This topic describes how to submit a job and view information about the job.

Prerequisites

You have logged on to an E-MapReduce (EMR) cluster. For more information, see Log on to a cluster.

Submit a job

Method 1: Submit a job by directly executing statements

  1. After you log on to a cluster, run the following command to start Streaming SQL:
    streaming-sql
  2. Enter the DDL or DML statements supported by Streaming SQL.
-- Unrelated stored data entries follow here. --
use std::sync::Arc;

use chrono::Utc;
use thiserror::Error;
use tracing::info;

use crate::database::{InsertOutcome, TripStore};
use crate::utils::date::encode_yymmdd;

/// Failure kinds of the registration coordinator.
///
/// The HTTP layer selects status codes from these variants; the display
/// strings are for humans only and must never be pattern-matched.
#[derive(Debug, Error)]
pub enum RegistrationError {
    #[error("Trip {0} does not exist")]
    TripNotFound(i32),

    #[error("Client {0} does not exist")]
    ClientNotFound(i32),

    #[error("There is no registration for client {client_id} on trip {trip_id}")]
    RegistrationNotFound { client_id: i32, trip_id: i32 },

    #[error("There are no free places left in trip {0}")]
    TripFull(i32),

    #[error("Client {client_id} is already registered for trip {trip_id}")]
    AlreadyRegistered { client_id: i32, trip_id: i32 },

    #[error("Storage error: {0}")]
    Storage(#[from] sqlx::Error),
}

/// Coordinates existence checks, the capacity check and the registration
/// mutation. All storage access goes through the [`TripStore`] gateway.
pub struct RegistrationService {
    store: Arc<dyn TripStore>,
}

impl RegistrationService {
    pub fn new(store: Arc<dyn TripStore>) -> Self {
        Self { store }
    }

    pub async fn trip_exists(&self, trip_id: i32) -> Result<bool, RegistrationError> {
        Ok(self.store.trip_exists(trip_id).await?)
    }

    pub async fn client_exists(&self, client_id: i32) -> Result<bool, RegistrationError> {
        Ok(self.store.client_exists(client_id).await?)
    }

    /// Capacity evaluator: a trip at `max_people` registrations is full.
    pub async fn has_free_capacity(&self, trip_id: i32) -> Result<bool, RegistrationError> {
        let max = self
            .store
            .max_capacity(trip_id)
            .await?
            .ok_or(RegistrationError::TripNotFound(trip_id))?;
        let registered = self.store.count_registrations(trip_id).await?;

        Ok(registered < i64::from(max))
    }

    /// Register a client for a trip.
    ///
    /// The checks here produce precise error kinds; admission itself is
    /// enforced by the store's conditional insert, so a capacity race
    /// between the check and the write cannot over-admit.
    pub async fn register(
        &self,
        client_id: i32,
        trip_id: i32,
    ) -> Result<String, RegistrationError> {
        if !self.store.trip_exists(trip_id).await? {
            return Err(RegistrationError::TripNotFound(trip_id));
        }
        if !self.store.client_exists(client_id).await? {
            return Err(RegistrationError::ClientNotFound(client_id));
        }
        if !self.has_free_capacity(trip_id).await? {
            return Err(RegistrationError::TripFull(trip_id));
        }

        let registered_at = encode_yymmdd(Utc::now().date_naive());
        match self
            .store
            .insert_registration(client_id, trip_id, registered_at)
            .await?
        {
            InsertOutcome::Inserted => {
                info!("Client {} registered for trip {}", client_id, trip_id);
                Ok(format!(
                    "Trip {} has been registered for client {}",
                    trip_id, client_id
                ))
            }
            InsertOutcome::Full => Err(RegistrationError::TripFull(trip_id)),
            InsertOutcome::Duplicate => Err(RegistrationError::AlreadyRegistered {
                client_id,
                trip_id,
            }),
        }
    }

    /// Remove a client's registration for a trip.
    pub async fn unregister(
        &self,
        client_id: i32,
        trip_id: i32,
    ) -> Result<String, RegistrationError> {
        if !self.store.trip_exists(trip_id).await? {
            return Err(RegistrationError::TripNotFound(trip_id));
        }
        if !self.store.client_exists(client_id).await? {
            return Err(RegistrationError::ClientNotFound(client_id));
        }
        if !self.store.registration_exists(client_id, trip_id).await? {
            return Err(RegistrationError::RegistrationNotFound { client_id, trip_id });
        }

        let deleted = self.store.delete_registration(client_id, trip_id).await?;
        if deleted == 0 {
            // Lost a race with a concurrent unregister.
            return Err(RegistrationError::RegistrationNotFound { client_id, trip_id });
        }

        info!("Client {} unregistered from trip {}", client_id, trip_id);
        Ok(format!(
            "Trip {} has been unregistered for client {}",
            trip_id, client_id
        ))
    }
}

#[cfg(test)]
mod tests {
    use super::*;
    use crate::database::store::MockTripStore;

    fn service(store: MockTripStore) -> RegistrationService {
        RegistrationService::new(Arc::new(store))
    }

    #[tokio::test]
    async fn register_fails_for_missing_trip_before_touching_anything_else() {
        let mut store = MockTripStore::new();
        store.expect_trip_exists().returning(|_| Ok(false));

        let result = service(store).register(5, 42).await;

        assert!(matches!(result, Err(RegistrationError::TripNotFound(42))));
    }

    #[tokio::test]
    async fn register_fails_for_missing_client() {
        let mut store = MockTripStore::new();
        store.expect_trip_exists().returning(|_| Ok(true));
        store.expect_client_exists().returning(|_| Ok(false));

        let result = service(store).register(99, 1).await;

        assert!(matches!(result, Err(RegistrationError::ClientNotFound(99))));
    }

    #[tokio::test]
    async fn register_on_full_trip_is_rejected_without_insert() {
        let mut store = MockTripStore::new();
        store.expect_trip_exists().returning(|_| Ok(true));
        store.expect_client_exists().returning(|_| Ok(true));
        store.expect_max_capacity().returning(|_| Ok(Some(2)));
        store.expect_count_registrations().returning(|_| Ok(2));
        // No insert expectation: calling it would fail the test.

        let result = service(store).register(5, 1).await;

        assert!(matches!(result, Err(RegistrationError::TripFull(1))));
    }

    #[tokio::test]
    async fn register_inserts_with_a_valid_encoded_date() {
        let expected_date = encode_yymmdd(Utc::now().date_naive());

        let mut store = MockTripStore::new();
        store.expect_trip_exists().returning(|_| Ok(true));
        store.expect_client_exists().returning(|_| Ok(true));
        store.expect_max_capacity().returning(|_| Ok(Some(5)));
        store.expect_count_registrations().returning(|_| Ok(1));
        store
            .expect_insert_registration()
            .withf(move |client_id, trip_id, registered_at| {
                *client_id == 7 && *trip_id == 2 && *registered_at == expected_date
            })
            .returning(|_, _, _| Ok(InsertOutcome::Inserted));

        let message = service(store).register(7, 2).await.unwrap();

        assert_eq!(message, "Trip 2 has been registered for client 7");
    }

    #[tokio::test]
    async fn register_losing_capacity_race_reports_full() {
        // Capacity check passes, but the conditional insert sees the trip
        // filled by a concurrent registration.
        let mut store = MockTripStore::new();
        store.expect_trip_exists().returning(|_| Ok(true));
        store.expect_client_exists().returning(|_| Ok(true));
        store.expect_max_capacity().returning(|_| Ok(Some(3)));
        store.expect_count_registrations().returning(|_| Ok(2));
        store
            .expect_insert_registration()
            .returning(|_, _, _| Ok(InsertOutcome::Full));

        let result = service(store).register(4, 9).await;

        assert!(matches!(result, Err(RegistrationError::TripFull(9))));
    }

    #[tokio::test]
    async fn registering_twice_is_a_conflict() {
        let mut store = MockTripStore::new();
        store.expect_trip_exists().returning(|_| Ok(true));
        store.expect_client_exists().returning(|_| Ok(true));
        store.expect_max_capacity().returning(|_| Ok(Some(10)));
        store.expect_count_registrations().returning(|_| Ok(3));
        store
            .expect_insert_registration()
            .returning(|_, _, _| Ok(InsertOutcome::Duplicate));

        let result = service(store).register(7, 2).await;

        assert!(matches!(
            result,
            Err(RegistrationError::AlreadyRegistered { client_id: 7, trip_id: 2 })
        ));
    }

    #[tokio::test]
    async fn storage_failure_is_not_reported_as_missing() {
        let mut store = MockTripStore::new();
        store
            .expect_trip_exists()
            .returning(|_| Err(sqlx::Error::PoolTimedOut));

        let result = service(store).register(1, 1).await;

        assert!(matches!(result, Err(RegistrationError::Storage(_))));
    }

    #[tokio::test]
    async fn unregister_fails_for_missing_trip() {
        let mut store = MockTripStore::new();
        store.expect_trip_exists().returning(|_| Ok(false));

        let result = service(store).unregister(5, 8).await;

        assert!(matches!(result, Err(RegistrationError::TripNotFound(8))));
    }

    #[tokio::test]
    async fn unregister_fails_for_missing_client() {
        let mut store = MockTripStore::new();
        store.expect_trip_exists().returning(|_| Ok(true));
        store.expect_client_exists().returning(|_| Ok(false));

        let result = service(store).unregister(99, 2).await;

        assert!(matches!(result, Err(RegistrationError::ClientNotFound(99))));
    }

    #[tokio::test]
    async fn unregister_of_missing_registration_deletes_nothing() {
        let mut store = MockTripStore::new();
        store.expect_trip_exists().returning(|_| Ok(true));
        store.expect_client_exists().returning(|_| Ok(true));
        store.expect_registration_exists().returning(|_, _| Ok(false));
        // No delete expectation: calling it would fail the test.

        let result = service(store).unregister(5, 1).await;

        assert!(matches!(
            result,
            Err(RegistrationError::RegistrationNotFound { client_id: 5, trip_id: 1 })
        ));
    }

    #[tokio::test]
    async fn unregister_removes_the_registration() {
        let mut store = MockTripStore::new();
        store.expect_trip_exists().returning(|_| Ok(true));
        store.expect_client_exists().returning(|_| Ok(true));
        store.expect_registration_exists().returning(|_, _| Ok(true));
        store
            .expect_delete_registration()
            .withf(|client_id, trip_id| *client_id == 7 && *trip_id == 2)
            .returning(|_, _| Ok(1));

        let message = service(store).unregister(7, 2).await.unwrap();

        assert_eq!(message, "Trip 2 has been unregistered for client 7");
    }

    #[tokio::test]
    async fn unregister_then_register_restores_the_registration() {
        let mut store = MockTripStore::new();
        store.expect_trip_exists().returning(|_| Ok(true));
        store.expect_client_exists().returning(|_| Ok(true));
        store.expect_registration_exists().returning(|_, _| Ok(true));
        store
            .expect_delete_registration()
            .times(1)
            .withf(|client_id, trip_id| *client_id == 7 && *trip_id == 2)
            .returning(|_, _| Ok(1));
        store.expect_max_capacity().returning(|_| Ok(Some(5)));
        store.expect_count_registrations().returning(|_| Ok(1));
        store
            .expect_insert_registration()
            .times(1)
            .withf(|client_id, trip_id, _| *client_id == 7 && *trip_id == 2)
            .returning(|_, _, _| Ok(InsertOutcome::Inserted));

        let service = service(store);

        service.unregister(7, 2).await.unwrap();
        let message = service.register(7, 2).await.unwrap();

        assert_eq!(message, "Trip 2 has been registered for client 7");
    }

    #[tokio::test]
    async fn existence_checks_reflect_the_store() {
        let mut store = MockTripStore::new();
        store
            .expect_trip_exists()
            .withf(|trip_id| *trip_id == 3)
            .returning(|_| Ok(false));
        store
            .expect_client_exists()
            .withf(|client_id| *client_id == 4)
            .returning(|_| Ok(true));

        let service = service(store);

        assert!(!service.trip_exists(3).await.unwrap());
        assert!(service.client_exists(4).await.unwrap());
    }

    #[tokio::test]
    async fn has_free_capacity_is_false_exactly_at_capacity() {
        let mut store = MockTripStore::new();
        store.expect_max_capacity().returning(|_| Ok(Some(2)));
        store.expect_count_registrations().returning(|_| Ok(2));

        assert!(!service(store).has_free_capacity(1).await.unwrap());
    }

    #[tokio::test]
    async fn has_free_capacity_is_true_below_capacity() {
        let mut store = MockTripStore::new();
        store.expect_max_capacity().returning(|_| Ok(Some(5)));
        store.expect_count_registrations().returning(|_| Ok(1));

        assert!(service(store).has_free_capacity(2).await.unwrap());
    }
}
Method 2: Submit a job by using a file

Write the DDL or DML statements that you want to execute in a file. In this example, a file named test.sql is used. Then, use one of the following methods to start a streaming job:

  • Submit a job in yarn-client mode (default)
    streaming-sql -f test.sql
  • Submit a job in yarn-cluster mode
    streaming-sql --master yarn --deploy-mode cluster -f test.sql

View information about a job

Spark Structured Streaming does not allow you to view the information about a structured streaming job. EMR V3.21.0 and later versions provide a preview release of the Spark Streaming SQL feature. This feature allows you to view the statistics about a structured streaming query on the extended Spark web UI. You can also view the information about a structured streaming job on the Spark web UI.

Access the Spark web UI

  1. Go to the Public Connect Strings page for the cluster in the EMR console and click the link for YARN UI.
    To access the YARN web UI by using your Knox account, you must obtain the username and password of the Knox account. For more information, see Manage user accounts.
  2. In the Hadoop console, click ApplicationMaster in the Tracking UI column of the desired job.
  3. On the page that appears, click the Structured Streaming tab.
    On the Streaming Query page, you can view the list of queries.
    You can click the ID of a query in the Run ID column to view the information about the query. Streaming Query
The preceding example shows how to access the Spark web UI by using Knox. If Knox is not enabled for your cluster, you can enter http://${baseUrl}/streamingsql in the address bar of a browser to access the Spark web UI.
Note ${baseUrl} indicates the URL that you want to use.

View the list of queries

The Streaming Query page provides the Active Streaming Queries and Completed Streaming Queries sections.
  • Active Streaming Queries: displays the streaming queries that are running.
  • Completed Streaming Queries: displays the completed queries, including the finished and failed queries.
Note The parameters that are displayed in the Active Streaming Queries and Completed Streaming Queries sections vary based on the version of Spark. The following table describes the parameters.
Parameter Description
Query Name The name of the query. The name is specified by running the SET streaming.query.name=${QUERY_NAME} command.
Status The status of the query. Valid values: RUNNING, FAILED, and FINISHED.
Id The ID of the query. The ID is saved to a checkpoint file and remains unchanged even if the query is run multiple times.
Run ID The run ID of the query. A run ID is generated each time the query is run.
Submit Time The time when the query is submitted for running.
Duration The duration for which the query runs.
Avg Input PerSec The average data input rate of a specific number of batches. The number of batches is specified by the spark.sql.streaming.numRecentProgressUpdates parameter. By default, the value of the spark.sql.streaming.numRecentProgressUpdates parameter is 100.
Avg Process PerSec The average data processing rate of a specific number of batches. The number of batches is specified by the spark.sql.streaming.numRecentProgressUpdates parameter. By default, the value of the spark.sql.streaming.numRecentProgressUpdates parameter is 100.
Total Input Rows The total number of entries of a specific number of batches, which is different from the total number of entries during the running of a query. The number of batches is specified by the spark.sql.streaming.numRecentProgressUpdates parameter. By default, the value of the spark.sql.streaming.numRecentProgressUpdates parameter is 100.
Last Batch ID The ID of the most recent batch that finished running.
Last Progress The information about the most recent batch that is run.
ERROR The error message that is returned when a query fails.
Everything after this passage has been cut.